As a cybersecurity enthusiast, I’ve spent countless hours simulating real-world scenarios: ethical hacking, social engineering, and data collection. But there’s a catch: the cybersecurity landscape is a sea of fragmented tools. Want to enumerate subdomains? You’ll need Amass for depth, Sublist3r for speed, and a dozen others for edge cases. Each tool has quirks — API keys, resource hogging, traffic blocks — and integrating them feels like herding cats. Compatibility issues abound, and choosing the right tool for specific needs often leads to overwhelm and wasted time. So, I decided to build my own subdomain enumeration tool in C.

Why C? While Python tools dominate the space, C offers raw performance and a deeper understanding of low-level mechanics.
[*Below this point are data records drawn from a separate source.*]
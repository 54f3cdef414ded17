//! Lead record types — the seven collected fields, partially filled during a
//! conversation (`LeadDraft`) and completed with a score at the terminal step
//! (`Lead`).

use chrono::{DateTime, Utc};
use serde::{Deserialize, Serialize};

/// Keys of the seven collected fields, in question order.
#[derive(Debug, Clone, Copy, PartialEq, Eq, Serialize, Deserialize)]
#[serde(rename_all = "snake_case")]
pub enum FieldKey {
    Name,
    Industry,
    Budget,
    Service,
    Email,
    Country,
    Phone,
}

impl FieldKey {
    /// Question order. The session `step` indexes into this list.
    pub const ORDER: [FieldKey; 7] = [
        FieldKey::Name,
        FieldKey::Industry,
        FieldKey::Budget,
        FieldKey::Service,
        FieldKey::Email,
        FieldKey::Country,
        FieldKey::Phone,
    ];

    pub fn as_str(&self) -> &'static str {
        match self {
            Self::Name => "name",
            Self::Industry => "industry",
            Self::Budget => "budget",
            Self::Service => "service",
            Self::Email => "email",
            Self::Country => "country",
            Self::Phone => "phone",
        }
    }
}

impl std::fmt::Display for FieldKey {
    fn fmt(&self, f: &mut std::fmt::Formatter<'_>) -> std::fmt::Result {
        f.write_str(self.as_str())
    }
}

/// Answers collected so far, one field per completed step.
#[derive(Debug, Clone, Default, PartialEq, Eq, Serialize, Deserialize)]
pub struct LeadDraft {
    pub name: Option<String>,
    pub industry: Option<String>,
    pub budget: Option<String>,
    pub service: Option<String>,
    pub email: Option<String>,
    pub country: Option<String>,
    pub phone: Option<String>,
}

impl LeadDraft {
    pub fn get(&self, key: FieldKey) -> Option<&str> {
        match key {
            FieldKey::Name => self.name.as_deref(),
            FieldKey::Industry => self.industry.as_deref(),
            FieldKey::Budget => self.budget.as_deref(),
            FieldKey::Service => self.service.as_deref(),
            FieldKey::Email => self.email.as_deref(),
            FieldKey::Country => self.country.as_deref(),
            FieldKey::Phone => self.phone.as_deref(),
        }
    }

    pub fn set(&mut self, key: FieldKey, value: String) {
        let slot = match key {
            FieldKey::Name => &mut self.name,
            FieldKey::Industry => &mut self.industry,
            FieldKey::Budget => &mut self.budget,
            FieldKey::Service => &mut self.service,
            FieldKey::Email => &mut self.email,
            FieldKey::Country => &mut self.country,
            FieldKey::Phone => &mut self.phone,
        };
        *slot = Some(value);
    }

    /// All seven fields have been recorded.
    pub fn is_complete(&self) -> bool {
        FieldKey::ORDER.iter().all(|key| self.get(*key).is_some())
    }

    /// Seal the draft into a completed `Lead`. `None` while any field is
    /// still missing.
    pub fn into_lead(self, lead_score: u32, timestamp: DateTime<Utc>) -> Option<Lead> {
        Some(Lead {
            name: self.name?,
            industry: self.industry?,
            budget: self.budget?,
            service: self.service?,
            email: self.email?,
            country: self.country?,
            phone: self.phone?,
            lead_score,
            timestamp,
        })
    }
}

/// A completed lead: all seven answers plus the computed score and the
/// capture time.
#[derive(Debug, Clone, PartialEq, Serialize, Deserialize)]
pub struct Lead {
    pub name: String,
    pub industry: String,
    pub budget: String,
    pub service: String,
    pub email: String,
    pub country: String,
    pub phone: String,
    pub lead_score: u32,
    pub timestamp: DateTime<Utc>,
}

impl Lead {
    /// The capture time in the tabular storage format.
    pub fn timestamp_str(&self) -> String {
        self.timestamp.format("%Y-%m-%d %H:%M:%S").to_string()
    }

    /// Row view for tabular storage. Column order is fixed:
    /// name, industry, budget, service, email, country, phone, lead_score,
    /// timestamp.
    pub fn to_row(&self) -> [String; 9] {
        [
            self.name.clone(),
            self.industry.clone(),
            self.budget.clone(),
            self.service.clone(),
            self.email.clone(),
            self.country.clone(),
            self.phone.clone(),
            self.lead_score.to_string(),
            self.timestamp_str(),
        ]
    }

    /// Property map sent to the CRM on upsert.
    pub fn crm_properties(&self) -> serde_json::Value {
        serde_json::json!({
            "email": self.email,
            "firstname": self.name,
            "industry": self.industry,
            "budget": self.budget,
            "service": self.service,
            "phone": self.phone,
            "country": self.country,
            "lead_score": self.lead_score.to_string(),
            "bot_channel": "Website Chatbot",
        })
    }
}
Plus, I wanted to push the boundaries of what I’d learned at 42.

“Oh, why don’t you just use aggregation tools that combine the most popular subdomain enumeration tools, or build an aggregator? Like a normal people?”

Because it’s not fun! And I don’t want to! I want to see how far I can go by building my own functional program in C, with my own libraries and functions. Sure, there are countless Python tools and tutorials for building this kind of thing in Python, but almost nothing about how to do it in C. So, let’s try something new.

First of all, what the heck is subdomain enumeration?

It’s the process of discovering subdomains (like mail.google.com) associated with a root domain. This is a critical step for ethical hackers to map an organization’s attack surface, uncovering hidden services or potential vulnerabilities.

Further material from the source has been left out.